One really interesting aspect of this Bloodhound SSC project is that it’s not designed by a bunch of secretive engineers and designers who sit behind bolted doors; right from the start consultancies, manufacturers, universities and even school children have had a hand in designing the car.
In a recent interview with the Bloodhound SSC’s chief engineer Mark Chapman, he said ”With the core design team being so small we’ve always looked to industry and academia to provide a wealth of ideas and experience that we as a project can draw upon and form into a cohesive design.”

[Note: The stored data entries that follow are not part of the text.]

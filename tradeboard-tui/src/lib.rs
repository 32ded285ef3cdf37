//! TradeBoard TUI: terminal dashboard for a remote backtest service.
//!
//! - Run form for the symbol and parameterized backends
//! - CSV upload
//! - Summary line, trade ledger, candlestick or equity chart

pub mod app;
pub mod chart_slot;
pub mod input;
pub mod panels;
pub mod persistence;
pub mod theme;
pub mod ui;
pub mod worker;

pub use app::AppState;
pub use input::handle_key;
pub use theme::Theme;
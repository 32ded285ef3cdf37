//! Backend gateway trait and response interpretation.
//!
//! The BackendGateway trait abstracts over the HTTP client so the run pipeline
//! and the dashboard can be driven by a scripted gateway in tests.

pub mod http;

pub use http::HttpGateway;

use reqwest::StatusCode;
use serde_json::Value;

use crate::domain::{Candle, Interval};
use crate::error::GatewayError;
use crate::request::BacktestRequest;

/// Symbol offered when the backend cannot list its own.
pub const DEFAULT_SYMBOL: &str = "ETHUSDT";

/// Which response layout a body follows, decided by the endpoint that
/// produced it and never by inspecting the body.
#[derive(Debug, Clone, Copy, PartialEq, Eq)]
pub enum ResponseShape {
    /// `/api/backtest`: flat `stats` object plus `trades`.
    Summary,
    /// `/api/run_backtest`: top-level `final_balance`, win/loss tally,
    /// `trades` and an `equity` curve.
    EquityCurve,
}

impl ResponseShape {
    pub fn label(self) -> &'static str {
        match self {
            ResponseShape::Summary => "summary",
            ResponseShape::EquityCurve => "equity-curve",
        }
    }
}

/// A successfully parsed body, tagged with its provenance.
#[derive(Debug, Clone, PartialEq)]
pub struct RawResponse {
    pub shape: ResponseShape,
    pub body: Value,
}

/// Network exchange with the backtest server.
///
/// Every call performs exactly one request. Retrying is the caller's choice.
pub trait BackendGateway: Send + Sync {
    /// Submit a backtest and return the raw body tagged with its shape.
    fn submit(&self, request: &BacktestRequest) -> Result<RawResponse, GatewayError>;

    /// Fetch a price series for charting the symbol flow.
    fn fetch_candles(
        &self,
        symbol: &str,
        interval: Interval,
        limit: usize,
    ) -> Result<Vec<Candle>, GatewayError>;

    /// List the symbols the server can backtest.
    fn fetch_symbols(&self) -> Result<Vec<String>, GatewayError>;
}

/// Turn an HTTP status and body text into JSON or a gateway error.
///
/// An `error` field wins over the status code: the server uses it for both
/// 4xx rejections and 5xx upstream failures, and its text is what the user
/// needs to see.
pub fn interpret_body(status: StatusCode, text: &str) -> Result<Value, GatewayError> {
    let value: Value = match serde_json::from_str(text) {
        Ok(v) => v,
        Err(e) => {
            return Err(if status.is_success() {
                GatewayError::Transport(format!("malformed response body: {e}"))
            } else {
                GatewayError::Transport(format!("HTTP {status}"))
            });
        }
    };

    if let Some(err) = value.get("error").filter(|e| !e.is_null()) {
        let message = match err {
            Value::String(s) => s.clone(),
            other => other.to_string(),
        };
        return Err(GatewayError::Application(message));
    }

    if !status.is_success() {
        return Err(GatewayError::Transport(format!("HTTP {status}")));
    }

    Ok(value)
}

/// Symbols for the picker, falling back to [`DEFAULT_SYMBOL`] rather than
/// leaving the user with nothing to choose.
pub fn symbols_or_default(gateway: &dyn BackendGateway) -> Vec<String> {
    match gateway.fetch_symbols() {
        Ok(symbols) if !symbols.is_empty() => symbols,
        Ok(_) => {
            tracing::warn!("backend listed no symbols, using default");
            vec![DEFAULT_SYMBOL.to_string()]
        }
        Err(e) => {
            tracing::warn!(error = %e, "symbol list unavailable, using default");
            vec![DEFAULT_SYMBOL.to_string()]
        }
    }
}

In a bid to find out what the design and CAD community would come up with if given the chance to design the steering wheel, GrabCAD launched the Bloodhound SSC Steering Wheel challenge.There were some interesting entries but the jury, which consisted of Al, Mark Chapman of Bloodhound, Anthony Norton of Altair, Will Milling of PI Congress and Kaspar Kiis of GrabCAD, eventually chose the winners based on how well they followed the rules and how easy it would be for the test-pilot Andy Green to handle the BLOODHOUND SSC at 1,000 mph.

1st prize – The winner of the challenge went to Anthony Michael, who received $1,000 in prize money. “This looks like a good solution. Lighter-weight than a lot of the others, nicely executed,” says Al Dean.


2nd PrizeAmir Tayyebi Moghaddam

3rd Prize – Chris Pollard

4th PrizeStoianov

5th Prize – Thales de Oliveira Arouca

Honourable Mention – Ancoraimparo
“However there is no CAD files included we still think the entry is worth to mention. Interesting concept with very informative documentation included,” says Kaspar Kiis.